=== WHAT YOU SHOULD DO ===
Tally the lines below that contain "Confygery". The number is the whole answer.

━━ SOURCE MATERIAL ━━

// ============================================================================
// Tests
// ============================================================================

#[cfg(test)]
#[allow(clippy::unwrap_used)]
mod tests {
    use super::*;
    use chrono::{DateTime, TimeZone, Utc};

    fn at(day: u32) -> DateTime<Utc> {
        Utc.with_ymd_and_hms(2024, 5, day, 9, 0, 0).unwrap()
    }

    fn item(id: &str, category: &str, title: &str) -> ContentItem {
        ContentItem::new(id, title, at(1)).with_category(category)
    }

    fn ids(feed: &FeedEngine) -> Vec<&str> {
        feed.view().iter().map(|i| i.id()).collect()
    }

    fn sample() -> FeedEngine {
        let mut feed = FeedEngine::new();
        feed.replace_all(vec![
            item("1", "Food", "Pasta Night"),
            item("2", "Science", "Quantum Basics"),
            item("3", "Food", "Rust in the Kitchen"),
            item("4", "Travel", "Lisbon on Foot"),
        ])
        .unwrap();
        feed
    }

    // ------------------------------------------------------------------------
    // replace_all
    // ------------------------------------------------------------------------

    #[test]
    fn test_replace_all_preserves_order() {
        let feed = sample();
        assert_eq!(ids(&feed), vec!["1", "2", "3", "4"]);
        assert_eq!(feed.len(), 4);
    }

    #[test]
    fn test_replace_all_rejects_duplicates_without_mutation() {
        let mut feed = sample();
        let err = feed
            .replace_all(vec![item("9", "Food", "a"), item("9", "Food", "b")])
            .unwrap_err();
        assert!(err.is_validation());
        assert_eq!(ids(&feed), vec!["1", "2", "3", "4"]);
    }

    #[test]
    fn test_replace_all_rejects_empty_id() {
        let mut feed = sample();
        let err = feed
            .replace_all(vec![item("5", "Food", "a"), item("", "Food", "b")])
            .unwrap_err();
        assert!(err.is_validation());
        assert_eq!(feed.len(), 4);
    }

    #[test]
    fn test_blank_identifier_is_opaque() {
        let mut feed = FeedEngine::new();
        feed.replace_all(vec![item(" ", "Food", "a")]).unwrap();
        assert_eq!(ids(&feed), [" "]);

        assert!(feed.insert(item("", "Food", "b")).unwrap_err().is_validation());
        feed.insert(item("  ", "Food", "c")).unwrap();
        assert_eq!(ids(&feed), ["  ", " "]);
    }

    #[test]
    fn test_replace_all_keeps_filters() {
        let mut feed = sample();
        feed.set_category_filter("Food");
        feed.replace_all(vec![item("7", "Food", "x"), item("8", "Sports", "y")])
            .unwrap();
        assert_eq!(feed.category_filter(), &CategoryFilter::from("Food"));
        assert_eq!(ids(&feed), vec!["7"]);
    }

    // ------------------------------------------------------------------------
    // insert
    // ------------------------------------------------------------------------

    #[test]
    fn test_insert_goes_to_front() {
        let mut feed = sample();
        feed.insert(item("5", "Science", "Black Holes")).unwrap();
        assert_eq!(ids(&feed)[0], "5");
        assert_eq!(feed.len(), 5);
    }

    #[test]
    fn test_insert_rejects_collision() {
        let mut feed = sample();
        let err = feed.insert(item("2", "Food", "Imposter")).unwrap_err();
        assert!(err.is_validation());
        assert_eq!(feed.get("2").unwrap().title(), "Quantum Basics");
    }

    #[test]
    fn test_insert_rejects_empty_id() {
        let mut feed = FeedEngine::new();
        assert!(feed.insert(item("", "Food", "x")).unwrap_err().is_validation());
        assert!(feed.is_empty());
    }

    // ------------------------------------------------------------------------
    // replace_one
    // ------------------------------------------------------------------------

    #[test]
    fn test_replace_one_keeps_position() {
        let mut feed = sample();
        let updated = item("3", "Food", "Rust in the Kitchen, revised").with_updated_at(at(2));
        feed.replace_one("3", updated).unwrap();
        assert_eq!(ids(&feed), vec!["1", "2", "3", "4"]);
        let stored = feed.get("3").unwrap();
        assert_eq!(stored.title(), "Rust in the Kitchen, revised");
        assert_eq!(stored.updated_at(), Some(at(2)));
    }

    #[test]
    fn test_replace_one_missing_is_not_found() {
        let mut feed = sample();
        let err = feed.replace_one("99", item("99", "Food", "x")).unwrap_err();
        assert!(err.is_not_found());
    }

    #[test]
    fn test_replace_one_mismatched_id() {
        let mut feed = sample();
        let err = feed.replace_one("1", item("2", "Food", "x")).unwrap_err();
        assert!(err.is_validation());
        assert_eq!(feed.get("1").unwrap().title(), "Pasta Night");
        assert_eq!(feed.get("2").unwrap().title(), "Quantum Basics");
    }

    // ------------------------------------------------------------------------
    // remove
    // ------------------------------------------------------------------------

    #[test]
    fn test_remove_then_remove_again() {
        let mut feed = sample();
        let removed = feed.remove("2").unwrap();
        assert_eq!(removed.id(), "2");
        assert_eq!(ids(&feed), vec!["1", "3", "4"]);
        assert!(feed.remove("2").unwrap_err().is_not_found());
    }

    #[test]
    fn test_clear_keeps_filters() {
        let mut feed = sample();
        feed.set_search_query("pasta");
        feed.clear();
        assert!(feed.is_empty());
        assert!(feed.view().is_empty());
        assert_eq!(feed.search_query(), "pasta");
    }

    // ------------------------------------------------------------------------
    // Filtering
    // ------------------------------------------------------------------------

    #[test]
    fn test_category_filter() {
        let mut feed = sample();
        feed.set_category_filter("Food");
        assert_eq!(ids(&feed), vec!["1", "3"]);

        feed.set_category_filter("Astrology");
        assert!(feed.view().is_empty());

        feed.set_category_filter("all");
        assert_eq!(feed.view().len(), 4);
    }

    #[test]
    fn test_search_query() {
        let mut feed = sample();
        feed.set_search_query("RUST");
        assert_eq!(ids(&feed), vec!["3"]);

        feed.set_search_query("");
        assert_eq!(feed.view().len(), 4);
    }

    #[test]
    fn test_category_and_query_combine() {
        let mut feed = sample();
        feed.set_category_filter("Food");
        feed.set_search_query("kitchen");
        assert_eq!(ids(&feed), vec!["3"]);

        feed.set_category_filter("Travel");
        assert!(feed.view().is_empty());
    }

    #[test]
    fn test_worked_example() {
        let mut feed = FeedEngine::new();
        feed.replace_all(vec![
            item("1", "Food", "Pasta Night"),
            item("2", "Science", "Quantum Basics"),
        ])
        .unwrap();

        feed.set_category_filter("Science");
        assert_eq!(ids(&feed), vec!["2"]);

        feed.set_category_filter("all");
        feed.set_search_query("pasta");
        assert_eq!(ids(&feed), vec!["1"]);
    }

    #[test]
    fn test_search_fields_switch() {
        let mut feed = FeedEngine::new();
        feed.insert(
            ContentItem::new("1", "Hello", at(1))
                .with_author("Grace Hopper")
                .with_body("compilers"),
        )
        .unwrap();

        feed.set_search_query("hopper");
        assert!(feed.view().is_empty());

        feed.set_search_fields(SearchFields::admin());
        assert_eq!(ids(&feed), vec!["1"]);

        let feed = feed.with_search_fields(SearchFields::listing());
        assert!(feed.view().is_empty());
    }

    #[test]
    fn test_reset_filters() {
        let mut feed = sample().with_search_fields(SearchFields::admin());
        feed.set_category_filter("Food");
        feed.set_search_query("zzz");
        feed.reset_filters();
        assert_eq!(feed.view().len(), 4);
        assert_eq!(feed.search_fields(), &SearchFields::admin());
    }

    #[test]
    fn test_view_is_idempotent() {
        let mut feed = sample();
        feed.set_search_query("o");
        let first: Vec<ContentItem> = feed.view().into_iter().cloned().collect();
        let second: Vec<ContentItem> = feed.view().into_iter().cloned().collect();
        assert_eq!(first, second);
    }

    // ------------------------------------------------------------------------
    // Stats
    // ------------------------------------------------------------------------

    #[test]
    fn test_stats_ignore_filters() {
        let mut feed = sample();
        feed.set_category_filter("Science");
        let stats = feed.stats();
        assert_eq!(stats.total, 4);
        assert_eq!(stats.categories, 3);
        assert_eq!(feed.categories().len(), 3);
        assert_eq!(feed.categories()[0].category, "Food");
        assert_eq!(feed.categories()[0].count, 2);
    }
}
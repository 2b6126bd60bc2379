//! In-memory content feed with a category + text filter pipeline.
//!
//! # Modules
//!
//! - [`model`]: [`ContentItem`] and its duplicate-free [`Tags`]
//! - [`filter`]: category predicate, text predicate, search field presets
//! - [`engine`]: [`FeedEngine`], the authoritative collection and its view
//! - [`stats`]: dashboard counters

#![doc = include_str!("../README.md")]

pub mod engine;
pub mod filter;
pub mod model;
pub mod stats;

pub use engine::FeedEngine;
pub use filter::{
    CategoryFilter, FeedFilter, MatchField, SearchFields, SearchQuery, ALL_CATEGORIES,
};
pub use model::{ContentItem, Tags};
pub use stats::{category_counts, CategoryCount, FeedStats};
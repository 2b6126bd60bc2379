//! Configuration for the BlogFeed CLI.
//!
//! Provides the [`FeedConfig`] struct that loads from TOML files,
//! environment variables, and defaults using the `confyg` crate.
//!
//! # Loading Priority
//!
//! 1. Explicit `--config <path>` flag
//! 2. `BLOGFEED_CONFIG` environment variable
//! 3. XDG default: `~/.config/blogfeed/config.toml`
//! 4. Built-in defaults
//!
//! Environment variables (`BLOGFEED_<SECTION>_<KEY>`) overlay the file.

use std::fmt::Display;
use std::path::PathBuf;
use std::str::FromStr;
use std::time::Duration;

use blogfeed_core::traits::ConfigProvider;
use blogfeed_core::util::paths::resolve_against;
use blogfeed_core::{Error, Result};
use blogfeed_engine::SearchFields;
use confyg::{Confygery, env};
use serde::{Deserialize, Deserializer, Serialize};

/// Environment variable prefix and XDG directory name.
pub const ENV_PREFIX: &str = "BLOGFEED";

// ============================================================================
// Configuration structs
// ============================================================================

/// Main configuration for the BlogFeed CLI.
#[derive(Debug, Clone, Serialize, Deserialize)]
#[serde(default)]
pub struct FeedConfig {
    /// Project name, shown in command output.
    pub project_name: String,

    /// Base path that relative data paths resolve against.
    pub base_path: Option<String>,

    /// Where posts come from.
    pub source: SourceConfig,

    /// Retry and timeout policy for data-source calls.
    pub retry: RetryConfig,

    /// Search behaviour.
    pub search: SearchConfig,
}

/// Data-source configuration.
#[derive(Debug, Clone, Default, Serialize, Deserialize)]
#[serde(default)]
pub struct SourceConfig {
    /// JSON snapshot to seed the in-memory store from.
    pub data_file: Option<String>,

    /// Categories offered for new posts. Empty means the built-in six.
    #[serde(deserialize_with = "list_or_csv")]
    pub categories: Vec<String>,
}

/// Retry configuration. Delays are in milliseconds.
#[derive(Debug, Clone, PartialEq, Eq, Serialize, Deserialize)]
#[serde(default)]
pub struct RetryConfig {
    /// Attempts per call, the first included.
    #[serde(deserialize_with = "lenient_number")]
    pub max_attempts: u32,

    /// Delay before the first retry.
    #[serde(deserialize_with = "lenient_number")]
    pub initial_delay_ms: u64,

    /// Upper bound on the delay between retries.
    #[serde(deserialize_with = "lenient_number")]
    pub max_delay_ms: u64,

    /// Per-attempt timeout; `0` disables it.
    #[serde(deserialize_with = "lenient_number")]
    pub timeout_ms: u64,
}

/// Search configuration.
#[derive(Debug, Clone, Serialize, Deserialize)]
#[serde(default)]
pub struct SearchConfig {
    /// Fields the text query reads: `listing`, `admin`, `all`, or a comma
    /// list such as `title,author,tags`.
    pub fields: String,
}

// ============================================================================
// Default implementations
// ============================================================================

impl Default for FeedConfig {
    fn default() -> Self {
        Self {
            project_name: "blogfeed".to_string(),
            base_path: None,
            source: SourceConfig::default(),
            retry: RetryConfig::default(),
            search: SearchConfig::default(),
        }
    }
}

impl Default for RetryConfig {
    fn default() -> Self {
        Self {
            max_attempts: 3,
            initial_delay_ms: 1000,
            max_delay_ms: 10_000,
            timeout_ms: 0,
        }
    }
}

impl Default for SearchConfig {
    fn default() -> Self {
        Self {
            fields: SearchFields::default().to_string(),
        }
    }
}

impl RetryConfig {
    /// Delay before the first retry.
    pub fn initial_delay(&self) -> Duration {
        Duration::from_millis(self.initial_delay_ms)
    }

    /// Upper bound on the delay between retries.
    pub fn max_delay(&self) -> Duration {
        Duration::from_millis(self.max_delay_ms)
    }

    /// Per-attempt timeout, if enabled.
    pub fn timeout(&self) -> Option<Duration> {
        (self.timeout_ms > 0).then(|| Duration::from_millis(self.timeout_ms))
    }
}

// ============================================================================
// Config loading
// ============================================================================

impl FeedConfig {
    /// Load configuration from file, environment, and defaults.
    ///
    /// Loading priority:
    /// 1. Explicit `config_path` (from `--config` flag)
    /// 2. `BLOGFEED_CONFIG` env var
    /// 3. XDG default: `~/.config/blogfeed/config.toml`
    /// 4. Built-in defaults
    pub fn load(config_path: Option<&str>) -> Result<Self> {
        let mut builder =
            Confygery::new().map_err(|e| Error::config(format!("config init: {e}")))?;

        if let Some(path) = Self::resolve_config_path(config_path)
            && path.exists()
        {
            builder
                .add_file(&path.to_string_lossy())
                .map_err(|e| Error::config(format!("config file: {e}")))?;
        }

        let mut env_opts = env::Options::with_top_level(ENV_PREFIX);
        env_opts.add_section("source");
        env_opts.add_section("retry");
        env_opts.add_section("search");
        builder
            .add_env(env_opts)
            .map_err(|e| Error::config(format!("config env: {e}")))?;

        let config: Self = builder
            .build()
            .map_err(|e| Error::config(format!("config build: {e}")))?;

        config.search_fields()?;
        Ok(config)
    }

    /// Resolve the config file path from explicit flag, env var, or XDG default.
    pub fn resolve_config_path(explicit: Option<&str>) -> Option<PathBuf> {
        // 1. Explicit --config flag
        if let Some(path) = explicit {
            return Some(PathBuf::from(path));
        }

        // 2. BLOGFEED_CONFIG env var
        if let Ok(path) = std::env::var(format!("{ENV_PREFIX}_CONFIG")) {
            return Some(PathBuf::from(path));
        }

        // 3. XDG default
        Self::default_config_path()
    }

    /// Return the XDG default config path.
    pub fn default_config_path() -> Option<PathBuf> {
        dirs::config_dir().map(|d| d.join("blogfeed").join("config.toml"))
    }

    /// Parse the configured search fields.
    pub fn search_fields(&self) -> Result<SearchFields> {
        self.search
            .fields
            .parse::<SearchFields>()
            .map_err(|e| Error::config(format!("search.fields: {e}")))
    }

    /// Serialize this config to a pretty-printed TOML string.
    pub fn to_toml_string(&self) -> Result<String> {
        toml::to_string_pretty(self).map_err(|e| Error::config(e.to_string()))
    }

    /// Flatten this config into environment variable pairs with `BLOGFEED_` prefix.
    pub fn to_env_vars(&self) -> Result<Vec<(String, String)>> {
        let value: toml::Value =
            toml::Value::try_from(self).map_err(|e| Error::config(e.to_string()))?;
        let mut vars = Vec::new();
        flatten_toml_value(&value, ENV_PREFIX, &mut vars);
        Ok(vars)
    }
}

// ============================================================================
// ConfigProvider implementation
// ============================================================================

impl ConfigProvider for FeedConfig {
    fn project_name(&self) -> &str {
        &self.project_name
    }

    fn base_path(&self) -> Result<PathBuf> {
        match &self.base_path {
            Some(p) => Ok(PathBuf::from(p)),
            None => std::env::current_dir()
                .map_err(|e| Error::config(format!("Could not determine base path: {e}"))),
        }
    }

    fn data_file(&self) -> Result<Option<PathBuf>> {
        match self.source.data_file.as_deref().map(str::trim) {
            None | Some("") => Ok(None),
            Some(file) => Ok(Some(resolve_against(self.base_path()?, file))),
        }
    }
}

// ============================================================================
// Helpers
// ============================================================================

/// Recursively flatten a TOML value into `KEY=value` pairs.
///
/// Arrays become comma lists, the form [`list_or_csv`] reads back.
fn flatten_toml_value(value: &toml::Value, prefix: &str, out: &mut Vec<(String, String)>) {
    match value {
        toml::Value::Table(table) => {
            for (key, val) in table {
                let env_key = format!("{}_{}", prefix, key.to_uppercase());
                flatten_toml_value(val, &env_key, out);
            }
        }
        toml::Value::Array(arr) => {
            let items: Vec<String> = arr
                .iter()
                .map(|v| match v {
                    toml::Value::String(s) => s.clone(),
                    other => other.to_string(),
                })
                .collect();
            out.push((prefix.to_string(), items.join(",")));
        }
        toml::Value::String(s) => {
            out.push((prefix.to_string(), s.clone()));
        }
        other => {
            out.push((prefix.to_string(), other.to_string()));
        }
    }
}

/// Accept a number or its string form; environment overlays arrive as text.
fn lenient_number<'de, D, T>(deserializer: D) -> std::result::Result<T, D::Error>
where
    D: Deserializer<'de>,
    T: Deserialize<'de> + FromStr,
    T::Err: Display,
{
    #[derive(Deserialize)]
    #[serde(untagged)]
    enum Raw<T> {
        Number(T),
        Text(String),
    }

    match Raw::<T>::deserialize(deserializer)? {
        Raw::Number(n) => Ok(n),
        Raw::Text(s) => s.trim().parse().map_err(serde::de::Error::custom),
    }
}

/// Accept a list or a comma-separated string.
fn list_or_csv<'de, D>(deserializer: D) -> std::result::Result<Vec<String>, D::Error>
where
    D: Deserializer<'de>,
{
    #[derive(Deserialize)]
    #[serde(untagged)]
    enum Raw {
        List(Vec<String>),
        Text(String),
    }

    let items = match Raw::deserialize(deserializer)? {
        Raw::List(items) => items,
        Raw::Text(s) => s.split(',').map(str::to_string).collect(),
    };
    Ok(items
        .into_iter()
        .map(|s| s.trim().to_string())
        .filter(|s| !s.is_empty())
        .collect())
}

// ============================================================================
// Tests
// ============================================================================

━━━

=== COMPLETED EXERCISE ===
2